Insights into the unfolding pathway and identification of thermally sensitive regions of phytase from Aspergillus niger by molecular dynamics simulations

Thermal stability is of great importance in the application of commercial phytases. Phytase A (PhyA) is a monomeric protein comprising twelve alpha-helices and ten beta-sheets. Comparative molecular dynamics (MD) simulations (at 310, 350, 400, and 500 K) revealed that the thermal stability of PhyA from Aspergillus niger (A. niger) is associated with its conformational rigidity.
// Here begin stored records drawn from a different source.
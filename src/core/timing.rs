// SPDX-License-Identifier: Apache-2.0
// Copyright 2025 itsakeyfut
//
// Licensed under the Apache License, Version 2.0 (the "License");
// you may not use this file except in compliance with the License.
// You may obtain a copy of the License at
//
//     http://www.apache.org/licenses/LICENSE-2.0
//
// Unless required by applicable law or agreed to in writing, software
// distributed under the License is distributed on an "AS IS" BASIS,
// WITHOUT WARRANTIES OR CONDITIONS OF ANY KIND, either express or implied.
// See the License for the specific language governing permissions and
// limitations under the License.

//! Cycle-driven event scheduler
//!
//! All time in the machine is measured in CPU cycles since reset. Devices and
//! host code register named events and schedule them at future cycles. The
//! executor reports elapsed cycles after every execution unit and the scheduler
//! fires everything that has come due.
//!
//! # Ordering
//!
//! Events fire in ascending deadline order. Events sharing a deadline fire in
//! the order they were scheduled (FIFO), which keeps runs reproducible.
//!
//! While an event is being served, [`Scheduler::current_cycle`] equals that
//! event's deadline, so follow-up scheduling is anchored to when the event was
//! due rather than to when the executor noticed it.
//!
//! # Example
//!
//! ```
//! use vmcore::core::timing::{EventAction, NoDevices, Scheduler};
//! use std::sync::{Arc, Mutex};
//!
//! let mut scheduler = Scheduler::new();
//! let fired = Arc::new(Mutex::new(Vec::new()));
//!
//! let log = fired.clone();
//! let event = scheduler
//!     .register_event("example", Box::new(move |e| {
//!         log.lock().unwrap().push(e.deadline);
//!         EventAction::Continue
//!     }))
//!     .unwrap();
//!
//! scheduler.schedule(event, 1000);
//! scheduler.advance_to(999, &mut NoDevices);
//! assert!(fired.lock().unwrap().is_empty());
//!
//! scheduler.advance_to(1000, &mut NoDevices);
//! assert_eq!(*fired.lock().unwrap(), vec![1000]);
//! ```

use std::collections::{BTreeMap, HashMap};
use std::fmt;

use bincode::{Decode, Encode};

use crate::core::error::{ConfigError, SerializationError};
use crate::core::memory::DeviceId;

/// Absolute time in CPU cycles since reset
pub type Cycle = u64;

/// Handle of a registered event
#[derive(Debug, Clone, Copy, PartialEq, Eq, Hash, PartialOrd, Ord)]
pub struct EventId(pub usize);

/// What the executor should do after an event has been served
#[derive(Debug, Clone, Copy, PartialEq, Eq)]
pub enum EventAction {
    Continue,
    /// Stop the executor at the current unit boundary
    Stop,
}

/// Information passed to host callbacks
#[derive(Debug, Clone, Copy, PartialEq, Eq)]
pub struct FiredEvent {
    pub id: EventId,
    pub deadline: Cycle,
}

/// Host callback invoked when an event fires
pub type EventCallback = Box<dyn FnMut(FiredEvent) -> EventAction + Send>;

/// Deferred scheduler operation queued by a device handler
#[derive(Debug, Clone, Copy, PartialEq, Eq)]
pub struct EventRequest {
    pub device: DeviceId,
    pub tag: u32,
    pub kind: RequestKind,
}

#[derive(Debug, Clone, Copy, PartialEq, Eq)]
pub enum RequestKind {
    /// Fire at this absolute cycle
    Schedule(Cycle),
    Cancel,
}

/// Routes device-owned events to their handlers
///
/// Implemented by the address space, which owns the devices.
pub trait EventDispatcher {
    /// Serve event `tag` of `device` at cycle `now`
    fn dispatch_device(&mut self, device: DeviceId, tag: u32, now: Cycle) -> EventAction;

    /// Drain scheduler requests queued by handlers
    fn take_requests(&mut self) -> Vec<EventRequest>;
}

/// Dispatcher for schedulers that only carry host callbacks
pub struct NoDevices;

impl EventDispatcher for NoDevices {
    fn dispatch_device(&mut self, device: DeviceId, tag: u32, _now: Cycle) -> EventAction {
        log::warn!("No device {:?} to serve event tag {}", device, tag);
        EventAction::Continue
    }

    fn take_requests(&mut self) -> Vec<EventRequest> {
        Vec::new()
    }
}

enum EventOwner {
    Device { device: DeviceId, tag: u32 },
    // Taken out while the callback runs
    Callback(Option<EventCallback>),
}

impl fmt::Debug for EventOwner {
    fn fmt(&self, f: &mut fmt::Formatter<'_>) -> fmt::Result {
        match self {
            EventOwner::Device { device, tag } => f
                .debug_struct("Device")
                .field("device", device)
                .field("tag", tag)
                .finish(),
            EventOwner::Callback(_) => f.write_str("Callback"),
        }
    }
}

/// A registered event
#[derive(Debug)]
struct EventSlot {
    name: String,
    period: Option<Cycle>,
    owner: EventOwner,
    /// Queue key while scheduled
    pending: Option<(Cycle, u64)>,
}

/// Pending event in a snapshot
#[derive(Debug, Clone, PartialEq, Eq, Encode, Decode)]
pub struct PendingEvent {
    pub name: String,
    /// Cycles from the snapshot's current cycle until the deadline
    pub remaining: Cycle,
    pub period: Option<Cycle>,
}

/// Snapshot form of the scheduler
///
/// Pending events are stored in firing order so that re-inserting them in
/// sequence preserves same-deadline ordering.
#[derive(Debug, Clone, PartialEq, Eq, Encode, Decode)]
pub struct SchedulerState {
    pub current_cycle: Cycle,
    pub pending: Vec<PendingEvent>,
}

/// Event scheduler
#[derive(Debug, Default)]
pub struct Scheduler {
    now: Cycle,
    next_sequence: u64,
    events: Vec<EventSlot>,
    queue: BTreeMap<(Cycle, u64), EventId>,
    by_name: HashMap<String, EventId>,
    device_events: HashMap<(DeviceId, u32), EventId>,
}

impl Scheduler {
    pub fn new() -> Self {
        Self::default()
    }

    fn register(
        &mut self,
        name: &str,
        period: Option<Cycle>,
        owner: EventOwner,
    ) -> Result<EventId, ConfigError> {
        if self.by_name.contains_key(name) {
            return Err(ConfigError::DuplicateEvent(name.to_string()));
        }
        if period == Some(0) {
            return Err(ConfigError::InvalidTiming(format!(
                "event '{}' has a zero period",
                name
            )));
        }

        let id = EventId(self.events.len());
        self.events.push(EventSlot {
            name: name.to_string(),
            period,
            owner,
            pending: None,
        });
        self.by_name.insert(name.to_string(), id);
        log::debug!("Registered event '{}' as {:?} (period {:?})", name, id, period);
        Ok(id)
    }

    /// Register a one-shot host event
    pub fn register_event(
        &mut self,
        name: &str,
        callback: EventCallback,
    ) -> Result<EventId, ConfigError> {
        self.register(name, None, EventOwner::Callback(Some(callback)))
    }

    /// Register a host event that re-arms itself every `period` cycles
    pub fn register_periodic_event(
        &mut self,
        name: &str,
        period: Cycle,
        callback: EventCallback,
    ) -> Result<EventId, ConfigError> {
        self.register(name, Some(period), EventOwner::Callback(Some(callback)))
    }

    /// Register an event served by `device`'s `on_event(tag)`
    pub fn register_device_event(
        &mut self,
        name: &str,
        device: DeviceId,
        tag: u32,
        period: Option<Cycle>,
    ) -> Result<EventId, ConfigError> {
        let id = self.register(name, period, EventOwner::Device { device, tag })?;
        self.device_events.insert((device, tag), id);
        Ok(id)
    }

    /// Look up an event by name
    pub fn event_id(&self, name: &str) -> Option<EventId> {
        self.by_name.get(name).copied()
    }

    pub fn event_name(&self, id: EventId) -> Option<&str> {
        self.events.get(id.0).map(|slot| slot.name.as_str())
    }

    /// Current machine cycle
    #[inline(always)]
    pub fn current_cycle(&self) -> Cycle {
        self.now
    }

    /// Schedule `id` to fire `delay` cycles from now
    pub fn schedule(&mut self, id: EventId, delay: Cycle) {
        self.schedule_at(id, self.now.saturating_add(delay));
    }

    /// Schedule `id` at an absolute cycle
    ///
    /// Deadlines in the past fire on the next advance. A pending instance of the
    /// same event is replaced.
    pub fn schedule_at(&mut self, id: EventId, deadline: Cycle) {
        let deadline = deadline.max(self.now);
        let sequence = self.next_sequence;
        let Some(slot) = self.events.get_mut(id.0) else {
            log::warn!("Attempted to schedule unknown event {:?}", id);
            return;
        };

        if let Some(key) = slot.pending.take() {
            self.queue.remove(&key);
        }
        self.next_sequence += 1;
        slot.pending = Some((deadline, sequence));
        self.queue.insert((deadline, sequence), id);
        log::trace!("Scheduled '{}' at cycle {}", slot.name, deadline);
    }

    /// Remove a pending event; no-op if it is not scheduled
    pub fn cancel(&mut self, id: EventId) {
        if let Some(slot) = self.events.get_mut(id.0) {
            if let Some(key) = slot.pending.take() {
                self.queue.remove(&key);
                log::trace!("Cancelled '{}'", slot.name);
            }
        }
    }

    pub fn is_scheduled(&self, id: EventId) -> bool {
        self.events
            .get(id.0)
            .is_some_and(|slot| slot.pending.is_some())
    }

    /// Deadline of a pending event
    pub fn deadline(&self, id: EventId) -> Option<Cycle> {
        self.events
            .get(id.0)
            .and_then(|slot| slot.pending.map(|(deadline, _)| deadline))
    }

    /// Earliest pending deadline
    pub fn next_deadline(&self) -> Option<Cycle> {
        self.queue.keys().next().map(|&(deadline, _)| deadline)
    }

    /// Cycles until the earliest pending event, `None` when nothing is pending
    pub fn cycles_until_next_event(&self) -> Option<Cycle> {
        self.next_deadline()
            .map(|deadline| deadline.saturating_sub(self.now))
    }

    /// Apply requests queued by device handlers
    pub fn apply_requests(&mut self, requests: Vec<EventRequest>) {
        for request in requests {
            let Some(&id) = self.device_events.get(&(request.device, request.tag)) else {
                log::warn!(
                    "Device {:?} requested unregistered event tag {}",
                    request.device,
                    request.tag
                );
                continue;
            };
            match request.kind {
                RequestKind::Schedule(deadline) => self.schedule_at(id, deadline),
                RequestKind::Cancel => self.cancel(id),
            }
        }
    }

    /// Advance time to `target`, firing every event due on the way
    ///
    /// Returns [`EventAction::Stop`] if any handler asked the executor to stop.
    /// All due events are still served in that case.
    pub fn advance_to(&mut self, target: Cycle, dispatcher: &mut dyn EventDispatcher) -> EventAction {
        let mut action = EventAction::Continue;

        while let Some((&(deadline, sequence), &id)) = self.queue.first_key_value() {
            if deadline > target {
                break;
            }
            self.queue.remove(&(deadline, sequence));
            self.now = deadline;

            let slot = &mut self.events[id.0];
            slot.pending = None;
            log::trace!("Firing '{}' at cycle {}", slot.name, deadline);

            // Re-arm before dispatch so the handler may cancel or replace it
            if let Some(period) = slot.period {
                let sequence = self.next_sequence;
                self.next_sequence += 1;
                let next = deadline.saturating_add(period);
                slot.pending = Some((next, sequence));
                self.queue.insert((next, sequence), id);
            }

            let result = match &mut slot.owner {
                EventOwner::Device { device, tag } => {
                    let (device, tag) = (*device, *tag);
                    let result = dispatcher.dispatch_device(device, tag, deadline);
                    let requests = dispatcher.take_requests();
                    self.apply_requests(requests);
                    result
                }
                EventOwner::Callback(callback) => match callback.take() {
                    Some(mut callback) => {
                        let result = callback(FiredEvent { id, deadline });
                        if let EventOwner::Callback(slot) = &mut self.events[id.0].owner {
                            *slot = Some(callback);
                        }
                        result
                    }
                    None => EventAction::Continue,
                },
            };

            if result == EventAction::Stop {
                action = EventAction::Stop;
            }
        }

        self.now = self.now.max(target);
        action
    }

    /// Drop every pending event
    ///
    /// A hard reset also rewinds the cycle counter to zero.
    pub fn reset(&mut self, hard: bool) {
        self.queue.clear();
        for slot in &mut self.events {
            slot.pending = None;
        }
        if hard {
            self.now = 0;
            self.next_sequence = 0;
        }
    }

    /// Capture pending events relative to the current cycle
    pub fn state(&self) -> SchedulerState {
        let pending = self
            .queue
            .iter()
            .map(|(&(deadline, _), &id)| {
                let slot = &self.events[id.0];
                PendingEvent {
                    name: slot.name.clone(),
                    remaining: deadline - self.now,
                    period: slot.period,
                }
            })
            .collect();

        SchedulerState {
            current_cycle: self.now,
            pending,
        }
    }

    /// Check that `state` can be rebuilt here
    ///
    /// Every event must be registered, periods must be non-zero, and no
    /// deadline (nor its first re-arm) may run past the end of time.
    pub fn validate(&self, state: &SchedulerState) -> Result<(), SerializationError> {
        for event in &state.pending {
            if !self.by_name.contains_key(&event.name) {
                return Err(SerializationError::UnknownEvent(event.name.clone()));
            }
            let invalid = |reason: String| SerializationError::InvalidEvent {
                name: event.name.clone(),
                reason,
            };

            if event.period == Some(0) {
                return Err(invalid("zero period".to_string()));
            }
            let deadline = state.current_cycle.checked_add(event.remaining).ok_or_else(|| {
                invalid(format!(
                    "deadline {} + {} overflows",
                    state.current_cycle, event.remaining
                ))
            })?;
            if let Some(period) = event.period {
                if deadline.checked_add(period).is_none() {
                    return Err(invalid(format!(
                        "re-arm at {} + {} overflows",
                        deadline, period
                    )));
                }
            }
        }
        Ok(())
    }

    /// Rebuild the queue from a snapshot accepted by [`validate`](Self::validate)
    pub fn restore(&mut self, state: &SchedulerState) {
        self.reset(true);
        self.now = state.current_cycle;
        for event in &state.pending {
            if let Some(id) = self.event_id(&event.name) {
                self.events[id.0].period = event.period;
                self.schedule_at(id, state.current_cycle.saturating_add(event.remaining));
            }
        }
    }
}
The most thermally sensitive regions were identified as loops 8 (residues 83-106), 10 (161174), 14 (224-230), 17 (306-331), and 24 (442-444), which are present on the surface of the protein. It was observed that solvent-exposed loops denature before or show higher flexibility than buried residues. We observed that PhyA begins to unfold at loops 8 and 14, which further extends to loop 24 at the C-terminus. The intense movement of loop 8 causes the helix H2 and beta-sheet B3 to fluctuate at high temperature. The high flexibility of the H2, H10, and H12 helices at high temperature resulted in complete denaturation. The high mobility of loop 14 easily transfers to the adjacent helices H7, H8, and H9, which fluctuate and partially unfold at high temperature (500 K). It was also observed that the salt bridges Asp110-Lys149, Asp205-Lys277, Asp335-Arg136, Asp416-Arg420, and Glu387-Arg400 are important influences on the structural stability but not the thermostability, as the lengths of these salt bridges did not increase with rising temperature. The salt bridges Glu125-Arg163, Asp299-Arg136, Asp266-Arg219, Asp339-Lys278, Asp335-Arg136, and Asp424-Arg428 are all important for thermostability, as the lengths of these bridges increased dramatically with increasing temperature. Here, for the first time, we have computationally identified the thermolabile regions of PhyA, and this information could be used to engineer novel thermostable phytases. Numerous homologous phytases of fungal as well as bacterial origin are known, and these homologs show high sequence similarity. Our findings could prove useful in attempts to increase the thermostability of homologous phytases via protein engineering.